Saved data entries
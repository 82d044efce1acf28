// Copyright (c) 2025 Geoffrey Huntley <ghuntley@ghuntley.com>. All rights reserved.
// SPDX-License-Identifier: Proprietary

//! Network boundary: POST a body to a URL and hand back status and body.

use std::time::Duration;

use reqwest::header::{ACCEPT, CONTENT_TYPE};
use reqwest::Client;
use tokio::sync::RwLock;
use tracing::{debug, info};

use crate::error::{ChatbaseError, Result};

/// SDK version for identification.
pub const SDK_VERSION: &str = env!("CARGO_PKG_VERSION");
/// SDK name for identification.
pub const SDK_NAME: &str = "chatbase-rust";

/// Raw response from a [`Transport`].
#[derive(Debug, Clone, PartialEq, Eq)]
pub struct TransportResponse {
	pub status: u16,
	pub body: String,
}

impl TransportResponse {
	pub fn new(status: u16, body: impl Into<String>) -> Self {
		Self {
			status,
			body: body.into(),
		}
	}
}

/// Sends serialized records to the API.
///
/// Connectivity failures are returned as-is; interpreting status codes is the
/// dispatcher's job.
#[async_trait::async_trait]
pub trait Transport: Send + Sync {
	/// POSTs a JSON body to `url`.
	async fn post(&self, url: &str, body: Vec<u8>) -> Result<TransportResponse>;

	/// Releases the underlying connection resources. Must be safe to call twice.
	async fn close(&self) {}
}

/// Returns the User-Agent string sent with every request.
///
/// Format: `chatbase-rust/{version}`
pub fn user_agent() -> String {
	format!("{SDK_NAME}/{SDK_VERSION}")
}

/// [`Transport`] backed by a pooled reqwest client.
pub struct HttpTransport {
	client: RwLock<Option<Client>>,
}

impl HttpTransport {
	/// Creates a transport whose requests time out after `timeout`.
	pub fn new(timeout: Duration) -> Result<Self> {
		let client = Client::builder()
			.user_agent(user_agent())
			.timeout(timeout)
			.build()
			.map_err(ChatbaseError::RequestFailed)?;
		Ok(Self::with_client(client))
	}

	/// Wraps an existing reqwest client, e.g. one with custom TLS settings.
	pub fn with_client(client: Client) -> Self {
		Self {
			client: RwLock::new(Some(client)),
		}
	}

	/// Returns true once [`Transport::close`] has run.
	pub async fn is_closed(&self) -> bool {
		self.client.read().await.is_none()
	}
}

#[async_trait::async_trait]
impl Transport for HttpTransport {
	async fn post(&self, url: &str, body: Vec<u8>) -> Result<TransportResponse> {
		// Clone out of the lock so a slow request never blocks close().
		let client = self
			.client
			.read()
			.await
			.clone()
			.ok_or(ChatbaseError::ClientShutdown)?;

		debug!(url = %url, bytes = body.len(), "Sending request");

		let response = client
			.post(url)
			.header(CONTENT_TYPE, "application/json")
			.header(ACCEPT, "text/plain")
			.body(body)
			.send()
			.await?;

		let status = response.status().as_u16();
		let body = response.text().await?;

		debug!(url = %url, status, body = %body, "Received response");

		Ok(TransportResponse { status, body })
	}

	async fn close(&self) {
		if self.client.write().await.take().is_some() {
			info!("HTTP transport closed");
		}
	}
}

#[cfg(test)]
mod tests {
	use super::*;

	#[test]
	fn test_user_agent_has_correct_format() {
		let ua = user_agent();
		let parts: Vec<&str> = ua.split('/').collect();
		assert_eq!(parts, [SDK_NAME, SDK_VERSION]);
	}

	#[tokio::test]
	async fn test_close_is_idempotent() {
		let transport = HttpTransport::new(Duration::from_secs(5)).unwrap();
		assert!(!transport.is_closed().await);

		transport.close().await;
		transport.close().await;

		assert!(transport.is_closed().await);
	}

	#[tokio::test]
	async fn test_post_after_close_fails() {
		let transport = HttpTransport::new(Duration::from_secs(5)).unwrap();
		transport.close().await;

		let result = transport.post("http://127.0.0.1:9/api/message", Vec::new()).await;
		assert!(matches!(result, Err(ChatbaseError::ClientShutdown)));
	}
}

▸ **WORK REQUIRED**
Collect every line from the records above that contains the word "RwLock".

▸ **YOUR RESPONSE**
use tokio::sync::RwLock;
	client: RwLock<Option<Client>>,
			client: RwLock::new(Some(client)),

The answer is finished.